Dos reclutadores, una mujer rubia con expresión pensativa y un hombre moreno, mirando el currículum de una mujer frente a ellos.

Para algunas personas, mentir en el currículum es tan necesario como colocar los datos reales, mientras que otras, conscientes de sus consecuencias, repudian por completo esta práctica.

Irónicamente, la cantidad de gente que lo hace es impresionante, así que puede que muchos no tengan ni la más mínima idea de lo que podría ocasionar, por ejemplo, ser descubiertos. Es por ello que hemos usado los datos de un estudio realizado por ResumeLab en 2020 para concienciar un poco a los candidatos sobre los riegos inherentes al envío de currículums “demasiado pulidos”.

93% de los encuestados afirma conocer a alguien que miente en su currículum

ResumeLab aplicó una encuesta a más de 1,000 estadounidenses para saber si habían mentido en algún momento sobre su historial laboral, formación u otros aspectos importantes para la obtención de empleo.

Por medio de esta, descubrieron que la mayoría de los solicitantes manipula uno o dos detalles en sus currículums antes de enviarlos. En general, los hombres mienten con más frecuencia que las mujeres.

Entrevista de trabajo en la que se observan los cuerpos de dos reclutadores frente a un candidato con su currículum.

Pero siendo más específicos, solo el 36 por ciento de ellos confesó mentir abiertamente, una cifra que contrasta bastante con el 93 por ciento que afirmó conocer a alguien que lo haya hecho.

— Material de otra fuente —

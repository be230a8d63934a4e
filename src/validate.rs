//! Validation of raw chat-completion responses into domain content.
//!
//! The model is asked for JSON but routinely wraps it in code fences, adds
//! stray fields, or gets the schema slightly wrong. Everything here is
//! tolerant where the result is still usable and strict where it is not:
//! malformed quiz items are dropped one by one; a course with no usable
//! question at all is rejected.

use serde_json::{Map, Value};
use thiserror::Error;
use tracing::debug;

use crate::domain::{AnswerEvaluation, CourseContent, Difficulty, OpenQuestion, QuizQuestion, EVALUATION_MAX_SCORE};
use crate::util::strip_code_fences;

#[derive(Debug, Error, Clone, PartialEq)]
pub enum InvalidReason {
  #[error("API response has no message content")]
  MalformedResponse,

  #[error("model output is not valid JSON: {0}")]
  Json(String),

  #[error("model output has the wrong shape")]
  WrongShape,

  #[error("'questions' is not an array")]
  QuestionsNotArray,

  #[error("no valid questions in model output")]
  NoValidQuestions,
}

#[derive(Debug, Clone, PartialEq)]
pub enum Validation {
  Valid(CourseContent),
  Invalid(InvalidReason),
}

/// `choices[0].message.content` with code fences stripped.
pub fn extract_content(raw: &Value) -> Result<String, InvalidReason> {
  let first = raw
    .get("choices")
    .and_then(Value::as_array)
    .and_then(|c| c.first())
    .ok_or(InvalidReason::MalformedResponse)?;
  let content = first
    .pointer("/message/content")
    .and_then(Value::as_str)
    .ok_or(InvalidReason::MalformedResponse)?;
  Ok(strip_code_fences(content))
}

fn parse_json(content: &str) -> Result<Value, InvalidReason> {
  serde_json::from_str(content).map_err(|e| InvalidReason::Json(e.to_string()))
}

pub fn validate_course(raw: &Value, topic: &str, difficulty: Difficulty) -> Validation {
  match course_from_raw(raw, topic, difficulty) {
    Ok(c) => Validation::Valid(c),
    Err(r) => Validation::Invalid(r),
  }
}

fn course_from_raw(raw: &Value, topic: &str, difficulty: Difficulty) -> Result<CourseContent, InvalidReason> {
  let parsed = parse_json(&extract_content(raw)?)?;
  let obj = parsed.as_object().ok_or(InvalidReason::WrongShape)?;

  let theory = match obj.get("theory").ok_or(InvalidReason::WrongShape)? {
    Value::String(s) => s.clone(),
    Value::Null => String::new(),
    other => other.to_string(),
  };

  let items = obj.get("questions").and_then(Value::as_array).ok_or(InvalidReason::QuestionsNotArray)?;
  let questions: Vec<QuizQuestion> = items.iter().filter_map(validate_question).collect();
  if questions.len() < items.len() {
    debug!(target: "course", kept = questions.len(), total = items.len(), "Dropped malformed questions");
  }
  if questions.is_empty() {
    return Err(InvalidReason::NoValidQuestions);
  }

  let mut meta = match obj.get("meta") {
    Some(Value::Object(m)) => m.clone(),
    _ => Map::new(),
  };
  meta.insert("topic".into(), Value::String(topic.to_string()));
  meta.insert("difficulty".into(), Value::String(difficulty.as_str().to_string()));

  Ok(CourseContent { theory, questions, meta, error: None })
}

/// A quiz item survives only with a non-empty question, exactly four string
/// options and an integer answer index within them.
pub fn validate_question(v: &Value) -> Option<QuizQuestion> {
  let obj = v.as_object()?;
  let question = obj.get("question")?.as_str()?.trim();
  if question.is_empty() {
    return None;
  }
  let opts = obj.get("options")?.as_array()?;
  if opts.len() != 4 {
    return None;
  }
  let mut options: [String; 4] = Default::default();
  for (slot, o) in options.iter_mut().zip(opts) {
    *slot = o.as_str()?.to_string();
  }
  let answer = obj.get("answer")?.as_u64().filter(|a| *a <= 3)?;
  Some(QuizQuestion { question: question.to_string(), options, answer: answer as u8 })
}

/// Open questions from a JSON array, or an object holding a `questions` array.
pub fn parse_open_questions(content: &str) -> Result<Vec<OpenQuestion>, InvalidReason> {
  let parsed = parse_json(&strip_code_fences(content))?;
  let items = match &parsed {
    Value::Array(a) => a,
    Value::Object(o) => o.get("questions").and_then(Value::as_array).ok_or(InvalidReason::QuestionsNotArray)?,
    _ => return Err(InvalidReason::WrongShape),
  };
  Ok(items.iter().filter_map(open_question).collect())
}

fn open_question(v: &Value) -> Option<OpenQuestion> {
  let (question, notes) = match v {
    Value::String(s) => (s.as_str(), None),
    Value::Object(o) => (
      o.get("question")?.as_str()?,
      o.get("notes").and_then(Value::as_str).map(str::trim).filter(|n| !n.is_empty()).map(str::to_string),
    ),
    _ => return None,
  };
  let question = question.trim();
  (!question.is_empty()).then(|| OpenQuestion { question: question.to_string(), notes })
}

/// Grade object `{score, commentary, suggested_improvements}`; the score is
/// rounded and clamped into `0..=10`.
pub fn parse_evaluation(content: &str) -> Result<AnswerEvaluation, InvalidReason> {
  let parsed = parse_json(&strip_code_fences(content))?;
  let obj = parsed.as_object().ok_or(InvalidReason::WrongShape)?;
  let score = obj.get("score").and_then(Value::as_f64).ok_or(InvalidReason::WrongShape)?;
  let score = score.round().clamp(0.0, EVALUATION_MAX_SCORE as f64) as u8;

  let text = |k: &str| obj.get(k).and_then(Value::as_str).map(str::trim).filter(|s| !s.is_empty()).map(str::to_string);
  Ok(AnswerEvaluation {
    score,
    max_score: EVALUATION_MAX_SCORE,
    commentary: text("commentary").unwrap_or_default(),
    suggested_improvements: text("suggested_improvements"),
  })
}

/// Topic titles from a JSON array of strings, or `{"topics": [...]}`.
/// Trimmed, distinct, non-empty, at most `n`.
pub fn parse_topics(content: &str, n: usize) -> Result<Vec<String>, InvalidReason> {
  let parsed = parse_json(&strip_code_fences(content))?;
  let items = match &parsed {
    Value::Array(a) => a,
    Value::Object(o) => o.get("topics").and_then(Value::as_array).ok_or(InvalidReason::WrongShape)?,
    _ => return Err(InvalidReason::WrongShape),
  };
  let mut out: Vec<String> = Vec::new();
  for t in items.iter().filter_map(Value::as_str).map(str::trim) {
    if out.len() >= n {
      break;
    }
    if !t.is_empty() && !out.iter().any(|o| o == t) {
      out.push(t.to_string());
    }
  }
  Ok(out)
}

Con una cifra tan alta, vale pensar que muy pocas personas saben realmente las consecuencias que puede tener mentir en el currículum. O puede que las sepan, pero estén dispuestas a asumir el riesgo.

Las mentiras más comunes en los currículums

Los resultados son dignos de análisis, pero antes de empezar a juzgar y a repartir culpas, conviene aclarar hasta qué punto es “válido” decorar los currículums. Una cosa es cumplir con el perfil solicitado y modificar un par de datos que podrás ajustar a la realidad en poco tiempo, y otra es incluir experiencia y formación de las que careces.

Experiencia laboral y habilidades falsas

El estudio reveló que las mentiras más comunes están en la sección de experiencia laboral; algunos exageran sus colaboraciones en ciertos proyectos, por ejemplo, o alteran un poco sus logros dentro de ellos.

Los solicitantes de empleo también suelen mentir afirmando que tienen habilidades que en realidad no tienen. Entre ellas, el dominio de un segundo idioma, redacción o manejo de cierto software.

Mentiras blancas a través de fuentes blancas

Y una de la que poco se habla, pero que de seguro dará ideas a quienes se salten los párrafos sobre las consecuencias en este artículo: el uso de fuentes blancas. Mentiras blancas a través de fuentes blancas, sí.

La trampa consiste en colocar en fuentes blancas palabras clave para que el Sistema de Seguimiento de Solicitantes los lleve más adelante en el proceso aunque en verdad no cumplan con el perfil requerido. Claro está que los reclutadores humanos no podrán verlas, mientras que el software sí, lo que aumentará sus probabilidades de ser contactados para una entrevista.

Estas son las consecuencias de mentir en el currículum

Ahora hablaremos de las consecuencias de mentir en el currículum, que no son pocas ni inofensivas para nuestra imagen dentro de la empresa o el mercado laboral. Hablamos de no ser contactado para la entrevista, no ser contratado, o ser contratados y poco después despedidos al descubrirse la estafa, entre otras.

En su encuesta, ResumeLab halló que solo el 31 por ciento de las personas que mienten en su hoja de vida; entre ellos, solo 65 por ciento no es contratado o es despedido luego. Con base en ello, solo 21 por ciento de las personas que mienten en realidad pierden una oportunidad de trabajo.

Muñecos de color amarillo y otros de color gris señalados con equis rojas en referencia a la selección del reclutamiento.

Con un porcentaje tan bajo, parece que estas mentiritas blancas pasan desapercibidas y logran cumplir su función en muchos casos. Sin embargo, el riesgo de ser descubierto tiene un alto costo a futuro. Una empresa podría simplemente descartar el perfil para futuras vacantes.

A ello sumamos la posibilidad de quedar en ridículo en alguno de los tantos pasos que aplican los reclutadores para escoger a su personal. Algunos incluyen pruebas especiales para confirmar ciertas habilidades, llaman a referencias de otras empresas, e incluso revisan las redes sociales para conocer mejor el perfil en cuestión.

Si mientes puede que te llamen para una entrevista, pero ello no garantiza el éxito en ella, o por lo menos salir con tu imagen ilesa. Dicho esto, conviene pensarlo dos veces antes de incurrir en esta práctica.